Exercise
Reproduce word for word the lines between those holding "use common::capture_logs;" and "let runtime = SimulatedRuntime::new();", inclusive, and nothing else from the data below.

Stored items
------------------------

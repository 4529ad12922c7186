//! Ruby is only driven from the thread that initialized it
//!
//! Uses the process-wide handle, so this file holds a single test.

mod common;

use common::capture_logs;
use factbridge_host::testing::SimulatedRuntime;
use factbridge_host::{FactCollection, FactValue, Runtime, RuntimeHandle, RuntimeState};
use std::thread;

#[test]
fn test_other_threads_cannot_drive_ruby() {
    let runtime = SimulatedRuntime::new();
    let list = runtime.array(vec![runtime.integer(1), runtime.integer(2)]);
    {
        let mut handle = RuntimeHandle::instance().expect("handle is free");
        assert!(handle.initialize_with(move || Ok(Box::new(runtime) as Box<dyn Runtime>), false));
    }

    let mut facts = FactCollection::new();
    facts.add("list", FactValue::foreign(list));
    assert!(factbridge_host::query(&facts, "list.1").is_some());

    let worker = thread::spawn(move || {
        capture_logs(|| {
            let handle = RuntimeHandle::instance().expect("handle is free");
            let driven = handle.runtime().is_some();
            drop(handle);

            let uncached = factbridge_host::query(&facts, "list.0");
            let before = facts.len();
            let external = factbridge_host::load_custom_facts(&mut facts, ["/facts"]);
            factbridge_host::uninitialize();
            (driven, uncached.is_none(), external.is_empty() && facts.len() == before)
        })
    });
    let ((driven, uncached_refused, load_skipped), logs) = worker.join().unwrap();

    assert!(!driven);
    assert!(uncached_refused);
    assert!(load_skipped);
    assert!(
        logs.contains("ruby was initialized on another thread"),
        "logs: {}",
        logs
    );

    let handle = RuntimeHandle::instance().expect("handle is free");
    assert_eq!(handle.state(), RuntimeState::Initialized);
    assert!(handle.runtime().is_some());
    drop(handle);

    factbridge_host::uninitialize();
    let handle = RuntimeHandle::instance().expect("handle is free");
    assert_eq!(handle.state(), RuntimeState::TornDown);
}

------------------------

Answer to this problem
use common::capture_logs;
use factbridge_host::testing::SimulatedRuntime;
use factbridge_host::{FactCollection, FactValue, Runtime, RuntimeHandle, RuntimeState};
use std::thread;

#[test]
fn test_other_threads_cannot_drive_ruby() {
    let runtime = SimulatedRuntime::new();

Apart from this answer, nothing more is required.